The Knee, ISSN: 1873-5800, Vol: 26, Issue: 6, Page: 1360-1363

Early post-operative opioid consumption: A comparison between medial unicompartmental, patellofemoral, and total knee arthroplasty

Christopher M. Melnic; Erick R. Kazarian; Maureen K. Dwyer; E. L. Domingo-Johnson; Andrew A. Freiberg; Hany S. Bedair
Knee

Background

While there is emerging literature describing the use of narcotics for post-operative pain control following TKA, little data is available regarding narcotic use in partial knee replacements.

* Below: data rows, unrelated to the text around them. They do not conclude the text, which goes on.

//! SPS30 over I2C
//!
//! Every command is a big-endian 16-bit code, optionally followed by
//! argument words. Data travels in 2-byte words, each followed by a CRC-8
//! over the word.

use embedded_hal::delay::DelayNs;
use heapless::String;
use sensekit_hal::I2cBus;

use super::{
    parse_serial, DeviceStatus, Measurement, OutputFormat, Sps30Error, VersionInfo,
    SERIAL_NUMBER_LEN,
};

/// Fixed I2C address of the SPS30
pub const I2C_ADDRESS: u8 = 0x69;

/// SPS30 I2C command codes
pub mod cmd {
    pub const START_MEASUREMENT: u16 = 0x0010;
    pub const STOP_MEASUREMENT: u16 = 0x0104;
    pub const READ_DATA_READY: u16 = 0x0202;
    pub const READ_MEASURED_VALUES: u16 = 0x0300;
    pub const SLEEP: u16 = 0x1001;
    pub const WAKE_UP: u16 = 0x1103;
    pub const START_FAN_CLEANING: u16 = 0x5607;
    pub const AUTO_CLEANING_INTERVAL: u16 = 0x8004;
    pub const READ_SERIAL_NUMBER: u16 = 0xD033;
    pub const READ_VERSION: u16 = 0xD100;
    pub const READ_DEVICE_STATUS: u16 = 0xD206;
    pub const CLEAR_DEVICE_STATUS: u16 = 0xD210;
    pub const RESET: u16 = 0xD304;
}

/// Settle time after start/stop measurement
const START_STOP_DELAY_MS: u32 = 20;
/// Settle time after most other commands
const COMMAND_DELAY_MS: u32 = 5;
/// Wait for the sensor to prepare the version word
const VERSION_DELAY_MS: u32 = 20;
/// Wait for the interval to be written to flash
const FLASH_WRITE_DELAY_MS: u32 = 20;
/// Reboot time after a soft reset
const RESET_DELAY_MS: u32 = 200;

/// Most argument words any command takes
const MAX_WRITE_WORDS: usize = 2;
/// Largest read: 40 bytes of float measurement as 20 words with CRC
const MAX_READ_LEN: usize = 60;

/// Sensirion CRC-8 (polynomial 0x31, init 0xFF) over one data word
pub fn crc8(data: &[u8]) -> u8 {
    let mut crc: u8 = 0xFF;
    for &byte in data {
        crc ^= byte;
        for _ in 0..8 {
            crc = if crc & 0x80 != 0 {
                (crc << 1) ^ 0x31
            } else {
                crc << 1
            };
        }
    }
    crc
}

/// SPS30 driver on an I2C bus
pub struct Sps30I2c<B, D> {
    bus: B,
    delay: D,
    version: Option<VersionInfo>,
    format: OutputFormat,
}

impl<B: I2cBus, D: DelayNs> Sps30I2c<B, D> {
    /// Create a driver; nothing is sent until the first command
    pub fn new(bus: B, delay: D) -> Self {
        Self {
            bus,
            delay,
            version: None,
            format: OutputFormat::Float,
        }
    }

    /// Version read by the last successful version query
    pub fn cached_version(&self) -> Option<VersionInfo> {
        self.version
    }

    /// Format selected by the last [`start_measurement`](Self::start_measurement)
    pub fn output_format(&self) -> OutputFormat {
        self.format
    }

    /// Take the bus and delay back
    pub fn release(self) -> (B, D) {
        (self.bus, self.delay)
    }

    /// Wake the sensor (if it sleeps) and read its firmware version
    pub fn probe(&mut self) -> Result<VersionInfo, Sps30Error> {
        debug!("SPS30 probe");
        if let Err(e) = self.wake_up() {
            debug!("SPS30 wake-up before probe failed: {}", e);
        }
        self.version()
    }

    /// Read the firmware version
    ///
    /// The I2C interface reports no hardware or SHDLC versions.
    pub fn version(&mut self) -> Result<VersionInfo, Sps30Error> {
        let mut data = [0u8; 2];
        self.read_words(cmd::READ_VERSION, VERSION_DELAY_MS, &mut data)?;
        let version = VersionInfo {
            firmware_major: data[0],
            firmware_minor: data[1],
            shdlc: None,
        };
        self.version = Some(version);
        Ok(version)
    }

    /// Read the serial number string
    pub fn serial_number(&mut self) -> Result<String<SERIAL_NUMBER_LEN>, Sps30Error> {
        let mut data = [0u8; SERIAL_NUMBER_LEN];
        self.read_words(cmd::READ_SERIAL_NUMBER, 0, &mut data)?;
        parse_serial(&data)
    }

    /// Start continuous measurement
    ///
    /// Integer output needs firmware 2.0 or newer.
    pub fn start_measurement(&mut self, format: OutputFormat) -> Result<(), Sps30Error> {
        if format == OutputFormat::Integer {
            self.require_firmware(2, 0)?;
        }
        self.write_words(
            cmd::START_MEASUREMENT,
            &[u16::from_be_bytes([format.selector(), 0x00])],
        )?;
        self.format = format;
        self.delay.delay_ms(START_STOP_DELAY_MS);
        Ok(())
    }

    /// Return to idle mode
    pub fn stop_measurement(&mut self) -> Result<(), Sps30Error> {
        self.send_command(cmd::STOP_MEASUREMENT)?;
        self.delay.delay_ms(START_STOP_DELAY_MS);
        Ok(())
    }

    /// Whether a new reading is waiting
    pub fn is_data_ready(&mut self) -> Result<bool, Sps30Error> {
        let mut data = [0u8; 2];
        self.read_words(cmd::READ_DATA_READY, 0, &mut data)?;
        Ok(u16::from_be_bytes(data) != 0)
    }

    /// Read the latest values in the format measurement was started with
    pub fn read_measurement(&mut self) -> Result<Measurement, Sps30Error> {
        let mut data = [0u8; 40];
        let len = self.format.reading_len();
        self.read_words(cmd::READ_MEASURED_VALUES, 0, &mut data[..len])?;
        Measurement::from_bytes(&data[..len]).ok_or(Sps30Error::InvalidResponse)
    }

    /// Read the fan auto-cleaning interval in seconds
    pub fn fan_auto_cleaning_interval(&mut self) -> Result<u32, Sps30Error> {
        let mut data = [0u8; 4];
        self.read_words(cmd::AUTO_CLEANING_INTERVAL, COMMAND_DELAY_MS, &mut data)?;
        Ok(u32::from_be_bytes(data))
    }

    /// Set the fan auto-cleaning interval in seconds (0 disables it)
    pub fn set_fan_auto_cleaning_interval(&mut self, seconds: u32) -> Result<(), Sps30Error> {
        self.write_words(
            cmd::AUTO_CLEANING_INTERVAL,
            &[(seconds >> 16) as u16, seconds as u16],
        )?;
        self.delay.delay_ms(FLASH_WRITE_DELAY_MS);
        Ok(())
    }

    /// Run the fan at full speed for a cleaning cycle
    pub fn start_fan_cleaning(&mut self) -> Result<(), Sps30Error> {
        self.send_command(cmd::START_FAN_CLEANING)?;
        self.delay.delay_ms(COMMAND_DELAY_MS);
        Ok(())
    }

    /// Soft reset, then wait for the sensor to reboot
    pub fn reset(&mut self) -> Result<(), Sps30Error> {
        self.send_command(cmd::RESET)?;
        self.delay.delay_ms(RESET_DELAY_MS);
        self.version = None;
        self.format = OutputFormat::Float;
        Ok(())
    }

    /// Enter sleep mode (firmware 2.0+, only from idle)
    pub fn sleep(&mut self) -> Result<(), Sps30Error> {
        self.require_firmware(2, 0)?;
        self.send_command(cmd::SLEEP)?;
        self.delay.delay_ms(COMMAND_DELAY_MS);
        Ok(())
    }

    /// Leave sleep mode
    ///
    /// Refused only when the firmware is known to be older than 2.0; with
    /// an unknown version the attempt is made. A sleeping sensor ignores the
    /// first transfer (it only re-enables the interface), so the command
    /// goes out twice and only the second must be acknowledged.
    pub fn wake_up(&mut self) -> Result<(), Sps30Error> {
        if let Some(version) = self.version {
            if !version.at_least(2, 0) {
                return Err(Sps30Error::FirmwareTooOld);
            }
        }
        let _ = self.send_command(cmd::WAKE_UP);
        self.send_command(cmd::WAKE_UP)?;
        self.delay.delay_ms(COMMAND_DELAY_MS);
        Ok(())
    }

    /// Read the device status register (firmware 2.2+)
    pub fn device_status(&mut self) -> Result<DeviceStatus, Sps30Error> {
        self.require_firmware(2, 2)?;
        let mut data = [0u8; 4];
        self.read_words(cmd::READ_DEVICE_STATUS, COMMAND_DELAY_MS, &mut data)?;
        Ok(DeviceStatus::from_register(u32::from_be_bytes(data)))
    }

    /// Clear the device status register (firmware 2.0+)
    pub fn clear_device_status(&mut self) -> Result<(), Sps30Error> {
        self.require_firmware(2, 0)?;
        self.send_command(cmd::CLEAR_DEVICE_STATUS)?;
        self.delay.delay_ms(COMMAND_DELAY_MS);
        Ok(())
    }

    /// Fail with `FirmwareTooOld` unless firmware is at least `major.minor`
    fn require_firmware(&mut self, major: u8, minor: u8) -> Result<(), Sps30Error> {
        let version = match self.version {
            Some(version) => version,
            None => self.version()?,
        };
        if version.at_least(major, minor) {
            Ok(())
        } else {
            debug!(
                "SPS30 firmware {}.{} too old, need {}.{}",
                version.firmware_major,
                version.firmware_minor,
                major,
                minor
            );
            Err(Sps30Error::FirmwareTooOld)
        }
    }

    fn send_command(&mut self, command: u16) -> Result<(), Sps30Error> {
        trace!("SPS30 command {=u16:#x}", command);
        self.bus
            .write(I2C_ADDRESS, &command.to_be_bytes())
            .map_err(|_| Sps30Error::Bus)
    }

    /// Send a command followed by argument words, each with its CRC
    fn write_words(&mut self, command: u16, words: &[u16]) -> Result<(), Sps30Error> {
        let mut buf = [0u8; 2 + MAX_WRITE_WORDS * 3];
        buf[..2].copy_from_slice(&command.to_be_bytes());
        let mut len = 2;
        for word in words.iter().take(MAX_WRITE_WORDS) {
            let bytes = word.to_be_bytes();
            buf[len..len + 2].copy_from_slice(&bytes);
            buf[len + 2] = crc8(&bytes);
            len += 3;
        }

        trace!("SPS30 write {=[u8]:x}", &buf[..len]);
        self.bus
            .write(I2C_ADDRESS, &buf[..len])
            .map_err(|_| Sps30Error::Bus)
    }

    /// Send a command, wait `delay_ms`, then read `out.len()` data bytes
    ///
    /// `out.len()` must be even; each word is checked against its CRC.
    fn read_words(&mut self, command: u16, delay_ms: u32, out: &mut [u8]) -> Result<(), Sps30Error> {
        let raw_len = out.len() / 2 * 3;
        if out.len() % 2 != 0 || raw_len > MAX_READ_LEN {
            return Err(Sps30Error::InvalidResponse);
        }

        self.send_command(command)?;
        if delay_ms > 0 {
            self.delay.delay_ms(delay_ms);
        }

        let mut raw = [0u8; MAX_READ_LEN];
        let raw = &mut raw[..raw_len];
        self.bus
            .read(I2C_ADDRESS, raw)
            .map_err(|_| Sps30Error::Bus)?;
        trace!("SPS30 read {=[u8]:x}", &raw[..]);

        for (word, chunk) in out.chunks_exact_mut(2).zip(raw.chunks_exact(3)) {
            let crc = crc8(&chunk[..2]);
            if crc != chunk[2] {
                debug!(
                    "SPS30 CRC mismatch: computed {=u8:#x}, received {=u8:#x}",
                    crc,
                    chunk[2]
                );
                return Err(Sps30Error::Crc);
            }
            word.copy_from_slice(&chunk[..2]);
        }
        Ok(())
    }
}
//! Sensirion SPS30 particulate matter sensor
//!
//! The sensor speaks two interfaces with the same feature set:
//!
//! - [`Sps30Uart`]: SHDLC frames at 115200 8N1 (see `sensekit-protocol`)
//! - [`Sps30I2c`]: 16-bit commands, data in 2-byte words each followed by
//!   a CRC-8
//!
//! Both return the same data types, decoded explicitly from big-endian
//! wire bytes.

mod i2c;
mod uart;

pub use i2c::{crc8, Sps30I2c, I2C_ADDRESS};
pub use uart::{Sps30Uart, SHDLC_ADDRESS};

use heapless::String;
use sensekit_protocol::{ShdlcError, TransportError};

/// Length of the serial number field
pub const SERIAL_NUMBER_LEN: usize = 32;

/// Errors from SPS30 commands
#[derive(Debug, Clone, Copy, PartialEq, Eq)]
#[cfg_attr(feature = "defmt", derive(defmt::Format))]
pub enum Sps30Error {
    /// SHDLC exchange failed (UART)
    Link(ShdlcError),
    /// I2C transaction failed
    Bus,
    /// I2C word CRC mismatch
    Crc,
    /// Reply did not have the expected length or content
    InvalidResponse,
    /// Sensor refused the command; carries the SHDLC state byte
    UnsupportedCommand(u8),
    /// Firmware too old for this command
    FirmwareTooOld,
}

impl From<ShdlcError> for Sps30Error {
    fn from(error: ShdlcError) -> Self {
        match error {
            ShdlcError::UnsupportedCommand(state) => Sps30Error::UnsupportedCommand(state),
            other => Sps30Error::Link(other),
        }
    }
}

impl From<TransportError> for Sps30Error {
    fn from(error: TransportError) -> Self {
        Sps30Error::Link(ShdlcError::Transport(error))
    }
}

/// Measurement output format, chosen when starting a measurement
#[derive(Debug, Clone, Copy, PartialEq, Eq, Default)]
#[cfg_attr(feature = "defmt", derive(defmt::Format))]
#[cfg_attr(feature = "serde", derive(serde::Serialize, serde::Deserialize))]
pub enum OutputFormat {
    /// IEEE754 big-endian floats (40 bytes per reading)
    #[default]
    Float,
    /// Unsigned 16-bit integers (20 bytes per reading, firmware >= 2.0)
    Integer,
}

impl OutputFormat {
    /// Size of one reading in this format
    pub const fn reading_len(self) -> usize {
        match self {
            OutputFormat::Float => 40,
            OutputFormat::Integer => 20,
        }
    }

    /// Format selector byte used by both interfaces
    pub(crate) const fn selector(self) -> u8 {
        match self {
            OutputFormat::Float => 0x03,
            OutputFormat::Integer => 0x05,
        }
    }
}

/// One reading, generic over the output format's number type
///
/// Mass concentrations in µg/m³, number concentrations in #/cm³, typical
/// particle size in µm (float) or nm (integer).
#[derive(Debug, Clone, Copy, PartialEq, Default)]
#[cfg_attr(feature = "defmt", derive(defmt::Format))]
pub struct Concentrations<T> {
    pub mc_1p0: T,
    pub mc_2p5: T,
    pub mc_4p0: T,
    pub mc_10p0: T,
    pub nc_0p5: T,
    pub nc_1p0: T,
    pub nc_2p5: T,
    pub nc_4p0: T,
    pub nc_10p0: T,
    pub typical_particle_size: T,
}

impl<T: Copy> Concentrations<T> {
    fn from_fields(f: [T; 10]) -> Self {
        Self {
            mc_1p0: f[0],
            mc_2p5: f[1],
            mc_4p0: f[2],
            mc_10p0: f[3],
            nc_0p5: f[4],
            nc_1p0: f[5],
            nc_2p5: f[6],
            nc_4p0: f[7],
            nc_10p0: f[8],
            typical_particle_size: f[9],
        }
    }
}

/// A decoded reading in whichever format the sensor was started with
#[derive(Debug, Clone, Copy, PartialEq)]
#[cfg_attr(feature = "defmt", derive(defmt::Format))]
pub enum Measurement {
    Float(Concentrations<f32>),
    Integer(Concentrations<u16>),
}

impl Measurement {
    /// Decode a reading; the format follows from the length
    pub fn from_bytes(bytes: &[u8]) -> Option<Self> {
        match bytes.len() {
            40 => {
                let mut fields = [0f32; 10];
                for (field, chunk) in fields.iter_mut().zip(bytes.chunks_exact(4)) {
                    *field = f32::from_be_bytes([chunk[0], chunk[1], chunk[2], chunk[3]]);
                }
                Some(Measurement::Float(Concentrations::from_fields(fields)))
            }
            20 => {
                let mut fields = [0u16; 10];
                for (field, chunk) in fields.iter_mut().zip(bytes.chunks_exact(2)) {
                    *field = u16::from_be_bytes([chunk[0], chunk[1]]);
                }
                Some(Measurement::Integer(Concentrations::from_fields(fields)))
            }
            _ => None,
        }
    }

    /// Format this reading was taken in
    pub fn format(&self) -> OutputFormat {
        match self {
            Measurement::Float(_) => OutputFormat::Float,
            Measurement::Integer(_) => OutputFormat::Integer,
        }
    }
}

/// SHDLC-only part of the version information
#[derive(Debug, Clone, Copy, PartialEq, Eq)]
#[cfg_attr(feature = "defmt", derive(defmt::Format))]
pub struct ShdlcInfo {
    pub hardware_revision: u8,
    pub shdlc_major: u8,
    pub shdlc_minor: u8,
}

/// Firmware (and, over UART, hardware and protocol) versions
#[derive(Debug, Clone, Copy, PartialEq, Eq)]
#[cfg_attr(feature = "defmt", derive(defmt::Format))]
pub struct VersionInfo {
    pub firmware_major: u8,
    pub firmware_minor: u8,
    pub shdlc: Option<ShdlcInfo>,
}

impl VersionInfo {
    /// Whether the firmware is at least `major.minor`
    pub fn at_least(&self, major: u8, minor: u8) -> bool {
        (self.firmware_major, self.firmware_minor) >= (major, minor)
    }
}

/// Decode a NUL-terminated ASCII serial number
pub(crate) fn parse_serial(bytes: &[u8]) -> Result<String<SERIAL_NUMBER_LEN>, Sps30Error> {
    let end = bytes.iter().position(|&b| b == 0).unwrap_or(bytes.len());
    let text = core::str::from_utf8(&bytes[..end]).map_err(|_| Sps30Error::InvalidResponse)?;
    let mut serial = String::new();
    serial
        .push_str(text)
        .map_err(|_| Sps30Error::InvalidResponse)?;
    Ok(serial)
}

/// Parsed device status register
#[derive(Debug, Clone, Copy, PartialEq, Eq, Default)]
#[cfg_attr(feature = "defmt", derive(defmt::Format))]
pub struct DeviceStatus {
    /// Fan speed out of range (warning)
    pub fan_speed_warning: bool,
    /// Laser current out of range
    pub laser_failure: bool,
    /// Fan stopped or blocked
    pub fan_failure: bool,
}

impl DeviceStatus {
    /// Parse from the raw 32-bit register value
    pub fn from_register(value: u32) -> Self {
        Self {
            fan_speed_warning: (value & (1 << 21)) != 0,
            laser_failure: (value & (1 << 5)) != 0,
            fan_failure: (value & (1 << 4)) != 0,
        }
    }

    /// Check if any fault condition is present
    pub fn has_fault(&self) -> bool {
        self.laser_failure || self.fan_failure
    }
}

The aim of this study is to compare the early post-operative narcotic requirements after medial compartmental arthroplasty (UKA) and patellofemoral arthroplasty (PFA) with that of TKA.

Methods

In this retrospective chart review, we identified 37 patients who underwent PFA and 71 patients who underwent UKA. We identified a cohort of TKA patients who were matched to the unicompartmental group based on sex and age (n = 108). The primary outcome measure was self-reported use of opioids for pain management at the first post-operative clinic visit. Opioid use between groups was compared using Chi-square analysis.

 

Results

The PFA group was younger (p < 0.001) and consisted of more females (p < 0.001) than the UKA group. The UKA cohort had more non-smoking patients (p = 0.044) compared to the PFA cohort. Self-reported opioid use at the first post-operative visit differed between the three groups of patients (p < 0.001). A greater proportion of both PFA (38% vs. 11%; p < 0.001) and TKA (41% vs. 11%; p = 0.01) patients reported opioid use when compared to UKA patients. No differences in opioid use existed between TKA and PFA groups (p = 0.61).

Conclusion

The prevalence of PFA patients who report opioid use at the first post-operative visit is similar to that for patients following TKA, suggesting that pain management protocols for this specific subset of partial knee arthroplasty patients should be structured similar to TKA patients and separate from UKA patients.